A large white bowl filled with dumpling soup and surrounded by a small bowl of white sesame seeds, an open jar of chili crisp and an orange decorative towel.

What is dumpling soup?

Our version of dumpling soup is a quick, semi-homemade soup inspired by dumpling soups found in Chinese, Korean and Japanese cuisines. The soup features a savory clear broth, delicate meat-filled dumplings, fresh greens, and an array of condiments to sprinkle on top. Here’s what you need for this Easy Dumpling Soup:

  • Frozen dumplings — You can find Asian-style dumplings in the freezer section, usually filled with pork, vegetables, shrimp, or a combination of those ingredients.
  • Broth — We fortified our vegetable broth with soy sauce and toasted sesame oil!
  • A handful of fresh greens — like sliced green onions, fresh spinach, or baby bok choy
  • Condiments — Use anything your heart desires! Try chili crisp, sesame seeds, black vinegar, cilantro, and more!

Is this an authentic recipe?

No, this is not an authentic dumpling soup, but we highly encourage you to read more about the wide variety and rich culture surrounding dumplings. Also, check out these recipes for authentic Chinese potstickers and Xiaolongbao (soup dumplings), Korean mandu, and Japanese gyoza.

What kind of dumplings to buy

Most grocery stores offer a variety of frozen dumplings options of different sizes, shapes, and fillings (usually pork, vegetable, shrimp, or a combination of those flavors)—and any type of frozen dumpling will work for this recipe. If you’re operating on an extra-tight budget, visiting an Asian grocery store is a great place to find a wider selection, larger quantities, and even lower prices.

How to know the dumplings are fully cooked:

Frozen dumplings are usually on the smaller side, so they cook quickly when added to boiling broth. However, since our suggested cook time is only based on the handful of brands we’ve tried (and there are so many others!), I highly recommend consulting the package directions on your dumplings to ensure you are cooking them long enough—as well as checking the suggested serving size to make sure you are preparing enough for two people.

Are the leftovers ANY good?

I would not recommend saving these leftovers.
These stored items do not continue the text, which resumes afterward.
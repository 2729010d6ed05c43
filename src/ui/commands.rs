use std::collections::HashMap;
use std::str::FromStr;
use std::sync::LazyLock;

use rust_decimal::Decimal;

use super::app::{App, InputMode, PendingAction, Screen};
use super::util::{format_amount, scroll_to_bottom};
use crate::models::{ListKind, Month};
use crate::store::BudgetStore;

pub(crate) struct Command {
    pub(crate) description: &'static str,
    pub(crate) run: fn(&str, &mut App, &mut BudgetStore) -> anyhow::Result<()>,
}

macro_rules! register_command {
    ($registry:expr, $func:expr, $desc:expr, $($name:expr),+) => {{
        $(
            $registry.insert(
                $name,
                Command {
                    description: $desc,
                    run: $func,
                },
            );
        )+
    }};
}

pub(crate) static COMMANDS: LazyLock<HashMap<&str, Command>> = LazyLock::new(|| {
    let mut r: HashMap<&str, Command> = HashMap::new();

    register_command!(r, cmd_quit, "Quit Budget Dash", "q", "quit");
    register_command!(r, cmd_help, "Show available commands", "h", "help");
    register_command!(r, cmd_dashboard, "Go to Dashboard", "d", "dashboard");
    register_command!(
        r,
        cmd_income,
        "Go to Income, or add one (e.g. :income Salary 3000 3000)",
        "income"
    );
    register_command!(
        r,
        cmd_expense,
        "Go to Expenses, or add one (e.g. :expense Groceries 400 320)",
        "expense",
        "expenses"
    );
    register_command!(
        r,
        cmd_bill,
        "Go to Bills, or add one (e.g. :bill Rent 1200 1200)",
        "bill",
        "bills"
    );
    register_command!(
        r,
        cmd_saving,
        "Go to Savings, or add one (e.g. :saving Vacation 200 150)",
        "saving",
        "savings"
    );
    register_command!(
        r,
        cmd_add,
        "Add to the current list (e.g. :add Groceries 400 320)",
        "a",
        "add"
    );
    register_command!(r, cmd_delete, "Delete selected item", "delete", "del");
    register_command!(
        r,
        cmd_clear,
        "Clear a list (e.g. :clear, :clear bills)",
        "clear"
    );
    register_command!(
        r,
        cmd_debt,
        "Go to Debt, or set the payment (e.g. :debt 250)",
        "debt"
    );
    register_command!(
        r,
        cmd_month,
        "Select month (e.g. :month March, :m 3)",
        "m",
        "month"
    );
    register_command!(r, cmd_next_month, "Go to next month", "next-month");
    register_command!(r, cmd_prev_month, "Go to previous month", "prev-month");

    r
});

pub(crate) fn handle_command(
    input: &str,
    app: &mut App,
    store: &mut BudgetStore,
) -> anyhow::Result<()> {
    let trimmed = input.trim();
    if trimmed.is_empty() {
        return Ok(());
    }
    let mut parts = trimmed.splitn(2, ' ');
    let cmd_name = parts.next().unwrap_or("");
    let args = parts.next().unwrap_or("").trim();

    if let Some(cmd) = COMMANDS.get(cmd_name) {
        (cmd.run)(args, app, store)?;
    } else {
        let suggestion = find_closest(cmd_name);
        app.set_status(format!(
            "Unknown command: :{cmd_name}. Did you mean :{suggestion}?"
        ));
    }

    Ok(())
}

fn find_closest(input: &str) -> &'static str {
    COMMANDS
        .keys()
        .filter(|k| k.len() > 1)
        .min_by_key(|k| (edit_distance(input, k), **k))
        .copied()
        .unwrap_or("help")
}

fn edit_distance(a: &str, b: &str) -> usize {
    let b: Vec<char> = b.chars().collect();
    let mut row: Vec<usize> = (0..=b.len()).collect();

    for (i, ca) in a.chars().enumerate() {
        let mut diag = row[0];
        row[0] = i + 1;
        for (j, cb) in b.iter().enumerate() {
            let above = row[j + 1];
            let cost = usize::from(ca != *cb);
            row[j + 1] = (above + 1).min(row[j] + 1).min(diag + cost);
            diag = above;
        }
    }

    row[b.len()]
}

/// Parse a user-typed amount. Accepts `$` and thousands separators.
pub(crate) fn parse_amount(s: &str) -> Result<Decimal, String> {
    let cleaned: String = s
        .trim()
        .trim_start_matches('$')
        .chars()
        .filter(|c| *c != ',')
        .collect();
    let amount = Decimal::from_str(&cleaned).map_err(|_| format!("Invalid amount: {s}"))?;
    if amount < Decimal::ZERO {
        return Err(format!("Amount cannot be negative: {s}"));
    }
    Ok(amount)
}

/// Split `<category words...> <budgeted> <actual>`.
pub(crate) fn parse_item_args(args: &str) -> Result<(String, Decimal, Decimal), String> {
    let parts: Vec<&str> = args.rsplitn(3, ' ').collect();
    if parts.len() < 3 || parts[2].trim().is_empty() {
        return Err("Usage: <category> <budgeted> <actual>".into());
    }
    let actual = parse_amount(parts[0])?;
    let budgeted = parse_amount(parts[1])?;
    Ok((parts[2].trim().to_string(), budgeted, actual))
}

// ── Command implementations ──────────────────────────────────

fn cmd_quit(_args: &str, app: &mut App, _store: &mut BudgetStore) -> anyhow::Result<()> {
    app.running = false;
    Ok(())
}

fn cmd_help(_args: &str, app: &mut App, _store: &mut BudgetStore) -> anyhow::Result<()> {
    app.show_help = true;
    Ok(())
}

fn cmd_dashboard(_args: &str, app: &mut App, _store: &mut BudgetStore) -> anyhow::Result<()> {
    app.switch_screen(Screen::Dashboard);
    Ok(())
}

fn cmd_income(args: &str, app: &mut App, store: &mut BudgetStore) -> anyhow::Result<()> {
    goto_or_add(ListKind::Income, args, app, store)
}

fn cmd_expense(args: &str, app: &mut App, store: &mut BudgetStore) -> anyhow::Result<()> {
    goto_or_add(ListKind::Expense, args, app, store)
}

fn cmd_bill(args: &str, app: &mut App, store: &mut BudgetStore) -> anyhow::Result<()> {
    goto_or_add(ListKind::Bill, args, app, store)
}

fn cmd_saving(args: &str, app: &mut App, store: &mut BudgetStore) -> anyhow::Result<()> {
    goto_or_add(ListKind::Saving, args, app, store)
}

fn goto_or_add(
    kind: ListKind,
    args: &str,
    app: &mut App,
    store: &mut BudgetStore,
) -> anyhow::Result<()> {
    app.switch_screen(Screen::for_kind(kind));
    if !args.is_empty() {
        add_item(kind, args, app, store);
    }
    Ok(())
}

fn cmd_add(args: &str, app: &mut App, store: &mut BudgetStore) -> anyhow::Result<()> {
    let Some(kind) = app.screen.list_kind() else {
        app.set_status("Switch to Income, Expenses, Bills or Savings first (or use :income, :expense, ...)");
        return Ok(());
    };
    if args.is_empty() {
        app.set_status("Usage: :add <category> <budgeted> <actual>. Example: :add Groceries 400 320");
        return Ok(());
    }
    add_item(kind, args, app, store);
    Ok(())
}

fn add_item(kind: ListKind, args: &str, app: &mut App, store: &mut BudgetStore) {
    let (category, budgeted, actual) = match parse_item_args(args) {
        Ok(parsed) => parsed,
        Err(msg) => {
            app.set_status(msg);
            return;
        }
    };

    match store.add_item(app.month, kind, &category, budgeted, actual) {
        Ok(_) => {
            app.refresh(store);
            let len = app.current_items().len();
            scroll_to_bottom(&mut app.item_index, &mut app.item_scroll, len, app.visible_rows);
            app.set_status(format!("Added {category}"));
        }
        Err(e) => app.set_status(e.to_string()),
    }
}

fn cmd_delete(_args: &str, app: &mut App, _store: &mut BudgetStore) -> anyhow::Result<()> {
    let Some(kind) = app.screen.list_kind() else {
        app.set_status("Nothing to delete on this screen");
        return Ok(());
    };
    match app.selected_item() {
        Some(item) => {
            let action = PendingAction::DeleteItem {
                kind,
                id: item.id,
                category: item.category.clone(),
            };
            let message = format!("Delete '{}'?", item.category);
            app.confirm(message, action);
        }
        None => app.set_status(format!("No {} items to delete", kind.as_str().to_lowercase())),
    }
    Ok(())
}

fn cmd_clear(args: &str, app: &mut App, _store: &mut BudgetStore) -> anyhow::Result<()> {
    let kind = if args.is_empty() {
        app.screen.list_kind()
    } else {
        ListKind::parse(args)
    };
    let Some(kind) = kind else {
        app.set_status("Usage: :clear [income|expenses|bills|savings]");
        return Ok(());
    };
    app.switch_screen(Screen::for_kind(kind));
    app.confirm(
        format!("Clear all {} data for {}?", kind.plural().to_lowercase(), app.month),
        PendingAction::ClearList { kind },
    );
    Ok(())
}

fn cmd_debt(args: &str, app: &mut App, store: &mut BudgetStore) -> anyhow::Result<()> {
    app.switch_screen(Screen::Debt);
    if args.is_empty() {
        return Ok(());
    }
    set_debt(args, app, store);
    Ok(())
}

/// Shared by `:debt <amount>` and the inline debt editor.
pub(crate) fn set_debt(input: &str, app: &mut App, store: &mut BudgetStore) {
    let amount = match parse_amount(input) {
        Ok(a) => a,
        Err(msg) => {
            app.set_status(msg);
            return;
        }
    };
    match store.set_debt(app.month, amount) {
        Ok(()) => {
            app.refresh(store);
            app.set_status(format!("Debt updated to {}", format_amount(amount)));
        }
        Err(e) => app.set_status(e.to_string()),
    }
}

fn cmd_month(args: &str, app: &mut App, store: &mut BudgetStore) -> anyhow::Result<()> {
    if args.is_empty() {
        app.set_status(format!("Current month: {}. Usage: :month <name>", app.month));
        return Ok(());
    }
    match Month::parse(args) {
        Some(month) => {
            app.select_month(store, month);
            app.set_status(format!("Switched to {month}"));
        }
        None => app.set_status(format!("Unknown month: {args}")),
    }
    Ok(())
}

fn cmd_next_month(_args: &str, app: &mut App, store: &mut BudgetStore) -> anyhow::Result<()> {
    let month = app.month.next();
    app.select_month(store, month);
    app.set_status(format!("Month: {month}"));
    Ok(())
}

fn cmd_prev_month(_args: &str, app: &mut App, store: &mut BudgetStore) -> anyhow::Result<()> {
    let month = app.month.prev();
    app.select_month(store, month);
    app.set_status(format!("Month: {month}"));
    Ok(())
}

/// Runs a confirmed [`PendingAction`] against the store.
pub(crate) fn apply_pending(action: PendingAction, app: &mut App, store: &mut BudgetStore) {
    match action {
        PendingAction::DeleteItem { kind, id, category } => {
            match store.remove_item(app.month, kind, id) {
                Ok(_) => app.set_status(format!("Deleted {category}")),
                Err(e) => app.set_status(e.to_string()),
            }
        }
        PendingAction::ClearList { kind } => {
            let count = store.clear_list(app.month, kind);
            app.set_status(format!(
                "Cleared {count} {} item{}",
                kind.as_str().to_lowercase(),
                if count == 1 { "" } else { "s" }
            ));
        }
    }
    app.refresh(store);
    app.input_mode = InputMode::Normal;
}

#[cfg(test)]
#[path = "commands_tests.rs"]
mod tests;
As it sits, the dumplings will keep soaking up the broth until they bloat and then fall apart. Instead, just make the amount you think you will eat, which is why I’ve developed the recipe for two servings rather than four. Since it comes together so quickly, it wouldn’t be the end of the world if you decided to make it twice in one night! 

A close up view of dumpling soup in a white bowl topped with white sesame seeds and chili crisp.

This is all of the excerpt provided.